Pop: SPD und CDU erleben eine Zeitenwende. Sie sind nicht mehr die großen
Volksparteien, die wie Bayern München und Borussia Dortmund in einer
eigenen Liga spielen und dann kommt der Rest. Wie Antje gesagt hat: Wir
Grüne sind gut aufgestellt und handlungsfähig – wir sind ein Hort der
Stabilität, im Gegensatz zu den Machtkämpfen bei SPD und CDU. Es macht uns
schon Sorge, dass trotz der großen Aufgaben für die nächsten Jahre die
andauernden Machtspielchen in der SPD kein Ende nehmen.
Kapek: Wir wissen ja auch gar nicht, wer jeweils Nachfolger wäre.
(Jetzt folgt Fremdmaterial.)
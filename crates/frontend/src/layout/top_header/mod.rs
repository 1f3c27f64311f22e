//! TopHeader component - application top navigation bar.
//!
//! Contains:
//! - Application title
//! - Page navigation (admin pages only for admins)
//! - User info and logout

use crate::layout::global_context::{AppGlobalContext, Page};
use crate::shared::icons::icon;
use crate::system::auth::context::{do_logout, use_auth};
use leptos::prelude::*;

#[component]
pub fn TopHeader() -> impl IntoView {
    let ctx =
        leptos::context::use_context::<AppGlobalContext>().expect("AppGlobalContext not found");

    // Get auth context for user info
    let (auth_state, set_auth_state) = use_auth();

    let is_admin = move || {
        auth_state
            .get()
            .user_info
            .as_ref()
            .map(|u| u.is_admin)
            .unwrap_or(false)
    };

    let logout = move |_| {
        do_logout(set_auth_state);
        ctx.reset();
    };

    view! {
        <div class="top-header">
            <div class="top-header__brand">
                {icon("inventory")}
                <span class="top-header__title">"Stock Room"</span>
            </div>

            <nav class="top-header__nav">
                {Page::all()
                    .into_iter()
                    .map(move |page| {
                        view! {
                            <Show when=move || !page.requires_admin() || is_admin()>
                                <button
                                    class="top-header__nav-btn"
                                    class:active=move || ctx.active.get() == page
                                    on:click=move |_| ctx.open_page(page)
                                >
                                    {icon(page.icon_name())}
                                    {page.title()}
                                </button>
                            </Show>
                        }
                    })
                    .collect_view()}
            </nav>

            <div class="top-header__actions">
                // User info
                <div class="top-header__user">
                    <span>
                        {move || auth_state.get().user_info
                            .map(|u| if u.is_admin { format!("{} (admin)", u.username) } else { u.username })
                            .unwrap_or_else(|| "Guest".to_string())}
                    </span>
                </div>

                // Logout
                <button class="top-header__icon-btn" on:click=logout title="Log out">
                    {icon("logout")}
                </button>
            </div>
        </div>
    }
}
pub mod domain;
pub mod shared;
pub mod system;
pub mod usecases;
//! Управление категориями и подкатегориями.
//!
//! Каждое действие отправляется в стор как `TaxonomyCommand`; товары
//! удаляемых узлов переносятся движком, экран лишь спрашивает подтверждение.

use crate::shared::app_store::{use_app_store, AppStore};
use crate::shared::dialog::confirm;
use crate::shared::icons::icon;
use contracts::domain::a001_category::{CategoryDefinition, CategoryId, Subcategory, UNCATEGORIZED};
use contracts::usecases::u501_taxonomy_consistency::{
    item_count_for, item_count_for_category, Outcome, TaxonomyCommand,
};
use leptos::prelude::*;

/// Shared feedback slots of the page
#[derive(Clone, Copy)]
struct Feedback {
    error: RwSignal<Option<String>>,
    notice: RwSignal<Option<String>>,
}

impl Feedback {
    fn new() -> Self {
        Self {
            error: RwSignal::new(None),
            notice: RwSignal::new(None),
        }
    }

    /// Dispatch a command; true when the store accepted it
    fn run(&self, store: AppStore, command: TaxonomyCommand) -> bool {
        match store.dispatch(&command) {
            Ok(outcome) => {
                self.error.set(None);
                self.notice.set(describe(&outcome));
                true
            }
            Err(e) => {
                self.notice.set(None);
                self.error.set(Some(e.to_string()));
                false
            }
        }
    }
}

fn describe(outcome: &Outcome) -> Option<String> {
    match outcome {
        Outcome::CategoryDeleted { reassigned } if *reassigned > 0 => Some(format!(
            "Category deleted, {} item(s) moved to {}",
            reassigned, UNCATEGORIZED
        )),
        Outcome::SubcategoryDeleted { reassigned } if *reassigned > 0 => Some(format!(
            "Subcategory deleted, {} item(s) moved to Default",
            reassigned
        )),
        _ => None,
    }
}

#[component]
pub fn CategoryManager() -> impl IntoView {
    let store = use_app_store();
    let feedback = Feedback::new();
    let (new_name, set_new_name) = signal(String::new());

    let add_category = move || {
        let command = TaxonomyCommand::AddCategory {
            name: new_name.get_untracked(),
        };
        if feedback.run(store, command) {
            set_new_name.set(String::new());
        }
    };

    view! {
        <div class="page">
            <div class="header">
                <div class="header__content">
                    <h1 class="header__title">{"Categories"}</h1>
                </div>
                <div class="header__actions">
                    <input
                        type="text"
                        class="input"
                        placeholder="New category"
                        prop:value=move || new_name.get()
                        on:input=move |ev| set_new_name.set(event_target_value(&ev))
                        on:keydown=move |ev: leptos::ev::KeyboardEvent| {
                            if ev.key() == "Enter" {
                                add_category();
                            }
                        }
                    />
                    <button class="button button--primary" on:click=move |_| add_category()>
                        {icon("plus")}
                        {"Add category"}
                    </button>
                </div>
            </div>

            {move || feedback.error.get().map(|e| view! { <div class="error">{e}</div> })}
            {move || feedback.notice.get().map(|n| view! { <div class="notice">{n}</div> })}

            <div class="category-grid">
                {move || {
                    store
                        .state
                        .with(|s| s.taxonomy.categories().to_vec())
                        .into_iter()
                        .map(|category| view! { <CategoryCard category=category feedback=feedback /> })
                        .collect_view()
                }}
            </div>
        </div>
    }
}

#[component]
fn CategoryCard(category: CategoryDefinition, feedback: Feedback) -> impl IntoView {
    let store = use_app_store();
    let category_id = category.id;
    let is_sentinel = category.is_sentinel();
    let title = category.name.clone();

    let (renaming, set_renaming) = signal(false);
    let (rename_value, set_rename_value) = signal(category.name.clone());
    let (new_sub, set_new_sub) = signal(String::new());

    let delete_category = {
        let name = category.name.clone();
        move || {
            let affected = store
                .state
                .with_untracked(|s| item_count_for_category(&s.catalog, category_id));
            if affected > 0
                && !confirm(&format!(
                    "Delete category \"{}\"? {} item(s) will be moved to {}.",
                    name, affected, UNCATEGORIZED
                ))
            {
                return;
            }
            feedback.run(store, TaxonomyCommand::DeleteCategory { category_id });
        }
    };

    let save_rename = move || {
        let command = TaxonomyCommand::RenameCategory {
            category_id,
            name: rename_value.get_untracked(),
        };
        if feedback.run(store, command) {
            set_renaming.set(false);
        }
    };

    let add_subcategory = move || {
        let command = TaxonomyCommand::AddSubcategory {
            category_id,
            name: new_sub.get_untracked(),
        };
        if feedback.run(store, command) {
            set_new_sub.set(String::new());
        }
    };

    let chips = category
        .subcategories
        .into_iter()
        .map(|sub| view! { <SubcategoryChip category_id=category_id category_name=title.clone() subcategory=sub feedback=feedback /> })
        .collect_view();

    view! {
        <div class="category-card" class:category-card--sentinel=is_sentinel>
            <div class="category-card__header">
                <Show
                    when=move || renaming.get()
                    fallback={
                        let title = title.clone();
                        move || view! { <h3 class="category-card__title">{title.clone()}</h3> }
                    }
                >
                    <input
                        type="text"
                        class="input"
                        prop:value=move || rename_value.get()
                        on:input=move |ev| set_rename_value.set(event_target_value(&ev))
                    />
                    <button class="button button--primary" on:click=move |_| save_rename()>
                        {"Save"}
                    </button>
                    <button class="button button--secondary" on:click=move |_| set_renaming.set(false)>
                        {"Cancel"}
                    </button>
                </Show>

                <Show when=move || !is_sentinel && !renaming.get()>
                    <div class="category-card__actions">
                        <button class="button button--ghost" title="Rename" on:click=move |_| set_renaming.set(true)>
                            {icon("edit")}
                        </button>
                        <button
                            class="button button--ghost"
                            title="Delete"
                            on:click={
                                let delete_category = delete_category.clone();
                                move |_| delete_category()
                            }
                        >
                            {icon("delete")}
                        </button>
                    </div>
                </Show>
            </div>

            <div class="category-card__subcategories">{chips}</div>

            <div class="category-card__add">
                <input
                    type="text"
                    class="input"
                    placeholder="New subcategory"
                    prop:value=move || new_sub.get()
                    on:input=move |ev| set_new_sub.set(event_target_value(&ev))
                />
                <button class="button button--secondary" on:click=move |_| add_subcategory()>
                    {icon("plus")}
                </button>
            </div>
        </div>
    }
}

#[component]
fn SubcategoryChip(
    category_id: CategoryId,
    category_name: String,
    subcategory: Subcategory,
    feedback: Feedback,
) -> impl IntoView {
    let store = use_app_store();
    let subcategory_id = subcategory.id;
    let is_default = subcategory.is_default();
    let name = subcategory.name.clone();

    let (renaming, set_renaming) = signal(false);
    let (rename_value, set_rename_value) = signal(subcategory.name.clone());

    let delete_subcategory = {
        let name = name.clone();
        move || {
            let affected = store
                .state
                .with_untracked(|s| item_count_for(&s.catalog, category_id, subcategory_id));
            if affected > 0
                && !confirm(&format!(
                    "Delete subcategory \"{}\" from \"{}\"? {} item(s) will be moved to Default.",
                    name, category_name, affected
                ))
            {
                return;
            }
            feedback.run(
                store,
                TaxonomyCommand::DeleteSubcategory {
                    category_id,
                    subcategory_id,
                },
            );
        }
    };

    let save_rename = move || {
        let command = TaxonomyCommand::RenameSubcategory {
            category_id,
            subcategory_id,
            name: rename_value.get_untracked(),
        };
        if feedback.run(store, command) {
            set_renaming.set(false);
        }
    };

    view! {
        <span class="chip" class:chip--default=is_default>
            <Show
                when=move || renaming.get()
                fallback={
                    let name = name.clone();
                    move || view! { <span class="chip__label">{name.clone()}</span> }
                }
            >
                <input
                    type="text"
                    class="input input--small"
                    prop:value=move || rename_value.get()
                    on:input=move |ev| set_rename_value.set(event_target_value(&ev))
                    on:keydown=move |ev: leptos::ev::KeyboardEvent| {
                        if ev.key() == "Enter" {
                            save_rename();
                        } else if ev.key() == "Escape" {
                            set_renaming.set(false);
                        }
                    }
                />
            </Show>
            <Show when=move || !is_default && !renaming.get()>
                <button class="chip__action" title="Rename" on:click=move |_| set_renaming.set(true)>
                    {icon("edit")}
                </button>
            </Show>
            // Default is removable only while another subcategory remains; the engine decides
            <button
                class="chip__action"
                title="Delete"
                on:click={
                    let delete_subcategory = delete_subcategory.clone();
                    move |_| delete_subcategory()
                }
            >
                {icon("delete")}
            </button>
        </span>
    }
}
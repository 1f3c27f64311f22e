//! Image upload: size check and reading a `File` into a data URL.
//!
//! The inventory core only ever sees the finished string.

use std::cell::RefCell;
use std::rc::Rc;
use wasm_bindgen::closure::Closure;
use wasm_bindgen::{JsCast, JsValue};

/// Reject files above the configured limit before reading them
pub fn check_image_size(size_bytes: u64, max_bytes: u64) -> Result<(), String> {
    if size_bytes > max_bytes {
        return Err(format!(
            "Image is too large: {:.1} MB (limit {:.1} MB)",
            size_bytes as f64 / (1024.0 * 1024.0),
            max_bytes as f64 / (1024.0 * 1024.0)
        ));
    }
    Ok(())
}

/// Extract the first selected file from an `<input type="file">` change event
pub fn selected_file(ev: &web_sys::Event) -> Option<web_sys::File> {
    ev.target()?
        .dyn_into::<web_sys::HtmlInputElement>()
        .ok()?
        .files()?
        .get(0)
}

type DoneCallback = Box<dyn FnOnce(Result<String, String>)>;

/// Completion shared by the reader callback and the start-up error path.
/// Whichever finishes first runs the callback; later calls do nothing.
#[derive(Clone)]
struct Completion(Rc<RefCell<Option<DoneCallback>>>);

impl Completion {
    fn new(on_done: impl FnOnce(Result<String, String>) + 'static) -> Self {
        Self(Rc::new(RefCell::new(Some(Box::new(on_done)))))
    }

    fn finish(&self, result: Result<String, String>) {
        let callback = self.0.borrow_mut().take();
        if let Some(callback) = callback {
            callback(result);
        }
    }
}

/// Read `file` as a data URL and hand the result to `on_done`.
/// `on_done` runs exactly once, also when the read cannot start.
pub fn read_as_data_url(
    file: web_sys::File,
    max_bytes: u64,
    on_done: impl FnOnce(Result<String, String>) + 'static,
) {
    if let Err(e) = check_image_size(file.size() as u64, max_bytes) {
        on_done(Err(e));
        return;
    }

    let reader = match web_sys::FileReader::new() {
        Ok(reader) => reader,
        Err(e) => {
            log::error!("FileReader is not available: {:?}", e);
            on_done(Err("Image upload is not supported".to_string()));
            return;
        }
    };

    let completion = Completion::new(on_done);
    let reader_for_load = reader.clone();
    let completion_for_load = completion.clone();
    let onloadend = Closure::once(move |_: JsValue| {
        let result = reader_for_load
            .result()
            .ok()
            .and_then(|value| value.as_string())
            .ok_or_else(|| "Failed to read image".to_string());
        completion_for_load.finish(result);
    });
    reader.set_onloadend(Some(onloadend.as_ref().unchecked_ref()));
    // The reader owns the callback until it fires
    onloadend.forget();

    if let Err(e) = reader.read_as_data_url(&file) {
        log::error!("failed to start image read: {:?}", e);
        reader.set_onloadend(None);
        completion.finish(Err("Failed to read image".to_string()));
    }
}

#[cfg(test)]
mod tests {
    use super::*;

    #[test]
    fn test_size_limit() {
        let limit = 5 * 1024 * 1024;
        assert!(check_image_size(1024, limit).is_ok());
        assert!(check_image_size(limit, limit).is_ok());
        let err = check_image_size(limit + 1, limit).unwrap_err();
        assert!(err.contains("limit 5.0 MB"));
    }

    #[test]
    fn test_completion_runs_callback_once() {
        let calls = Rc::new(RefCell::new(Vec::new()));
        let sink = calls.clone();
        let completion = Completion::new(move |result| sink.borrow_mut().push(result));

        completion.clone().finish(Err("Failed to read image".to_string()));
        completion.finish(Ok("data:image/png;base64,AA==".to_string()));

        assert_eq!(
            *calls.borrow(),
            vec![Err::<String, String>("Failed to read image".to_string())]
        );
    }
}
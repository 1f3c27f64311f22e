mod manager;

pub use manager::CategoryManager;
pub mod login;
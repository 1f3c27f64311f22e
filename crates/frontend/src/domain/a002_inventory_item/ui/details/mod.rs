//! Карточка товара (MVVM):
//! - view_model.rs: состояние формы и команды
//! - view.rs: Leptos-компонент

mod view;
mod view_model;

pub use view::ItemDetails;
pub use view_model::ItemDetailsViewModel;
pub mod aggregate;
pub mod sizes;

pub use aggregate::{InventoryItem, InventoryItemDto, ItemId};
pub use sizes::{calculate_total_quantity, SizeLabel, Sizes};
Bei der SPD ist die Sache doch klar: qenn, dann Saleh.
Kapek: Das ist doch reine Spekulation.
Würde es Sie davor gruseln?
Pop: Die SPD muss selbst wissen, ob sie ihren Wählern zumuten kann, mit der
einen Person ins Rennen zu gehen und nach der Wahl jemand anderen ins Ziel
einlaufen zu lassen. Im Straßenwahlkampf erleben wir übrigens, dass die
Leute über die Mietentwicklung, den Investitionsstau, die Bürgerämter oder
fehlende Kita-Plätze reden wollen und nicht darüber, was in der SPD los ist
oder ob der CDU-Spitzenkandidat wieder einen Fehler gemacht hat.
In Ihrer Aufzählung fehlt der Hauptstadtflughafen – und das deckt sich mit
der Einschätzung von Michael Müller. Für den ist der BER nicht nur kein
Milliardengrab, sondern auch nichts, was die Menschen im Alltag
beschäftigt. Tatsächlich kann ja weiter jeder, der fliegen will, sogar von
zwei Flughäfen abheben.
Pop: Doch, auch der BER wird immer wieder angesprochen. Die Bürger fragen
sich zu Recht, wie es sein kann, dass der Flughafen immer teurer wird und
etwa für die Schulsanierung kein Geld da ist. Für die nächste Regierung
muss klar sein: Mehr Geld gibt es nicht für den BER, nachdem wir jetzt
schon die 6-Milliarden-Euro-Marke gerissen haben. Der Regierende
Bürgermeister und Aufsichtsratschef muss noch vor der Wahl erklären, ob es
nun bei der geplanten Eröffnung 2017 bleibt oder nicht. Das kann Michael
Müller nicht bis nach dem 18. September verschleppen.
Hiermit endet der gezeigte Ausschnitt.